[Collected data entries]
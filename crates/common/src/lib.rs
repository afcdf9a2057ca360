//! Stillwatch Common Utilities
//!
//! Shared infrastructure for all Stillwatch crates:
//! - Error types and result aliases
//! - Retry policies and interval gates for the long-running loops
//! - Tracing/logging initialization
//! - Configuration loading, validation, and partial updates

pub mod clock;
pub mod config;
pub mod error;
pub mod logging;

pub use clock::*;
pub use config::*;
pub use error::*;
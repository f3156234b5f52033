/// GPU context management - handles wgpu device/queue initialization
use anyhow::{Context, Result};

/// GPU context containing device, queue, and adapter info
pub struct GpuContext {
    pub device: wgpu::Device,
    pub queue: wgpu::Queue,
    pub adapter_info: wgpu::AdapterInfo,
    pub limits: wgpu::Limits,
}

impl GpuContext {
    /// Create a new headless GPU context
    ///
    /// This initializes wgpu with the best available adapter (GPU).
    /// No surface is needed; textures are only sampled or read back.
    pub async fn new() -> Result<Self> {
        log::info!("Initializing GPU context...");

        let instance = wgpu::Instance::new(&wgpu::InstanceDescriptor {
            backends: wgpu::Backends::all(),
            ..Default::default()
        });

        let adapter = instance
            .request_adapter(&wgpu::RequestAdapterOptions {
                power_preference: wgpu::PowerPreference::HighPerformance,
                compatible_surface: None,
                force_fallback_adapter: false,
            })
            .await
            .context("Failed to find suitable GPU adapter")?;

        let adapter_info = adapter.get_info();
        log::info!(
            "Selected GPU adapter: {} ({:?})",
            adapter_info.name,
            adapter_info.backend
        );

        let (device, queue) = adapter
            .request_device(&wgpu::DeviceDescriptor {
                label: Some("videotex GPU Device"),
                required_features: wgpu::Features::empty(),
                required_limits: wgpu::Limits::default(),
                ..Default::default()
            })
            .await
            .context("Failed to create GPU device")?;

        let limits = device.limits();

        log::info!("GPU context initialized successfully");

        Ok(Self {
            device,
            queue,
            adapter_info,
            limits,
        })
    }

    /// Get GPU capabilities for reporting and upload path selection
    pub fn capabilities(&self) -> crate::gpu::GpuCapabilities {
        crate::gpu::GpuCapabilities {
            adapter_name: self.adapter_info.name.clone(),
            backend: format!("{:?}", self.adapter_info.backend),
            max_texture_size: self.limits.max_texture_dimension_2d,
            prefers_staged_upload: self.adapter_info.backend == wgpu::Backend::Gl,
        }
    }

    /// Block until all submitted GPU work has finished
    pub fn wait_idle(&self) -> Result<()> {
        self.device
            .poll(wgpu::PollType::Wait {
                submission_index: None,
                timeout: None,
            })
            .context("Failed to wait for GPU")?;
        Ok(())
    }
}

impl std::fmt::Debug for GpuContext {
    fn fmt(&self, f: &mut std::fmt::Formatter<'_>) -> std::fmt::Result {
        f.debug_struct("GpuContext")
            .field("adapter", &self.adapter_info.name)
            .field("backend", &self.adapter_info.backend)
            .finish()
    }
}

**WORK REQUEST**
Tally the lines of the data that contain the word "None", and give only that tally.

**ANSWER TO THIS TASK**
3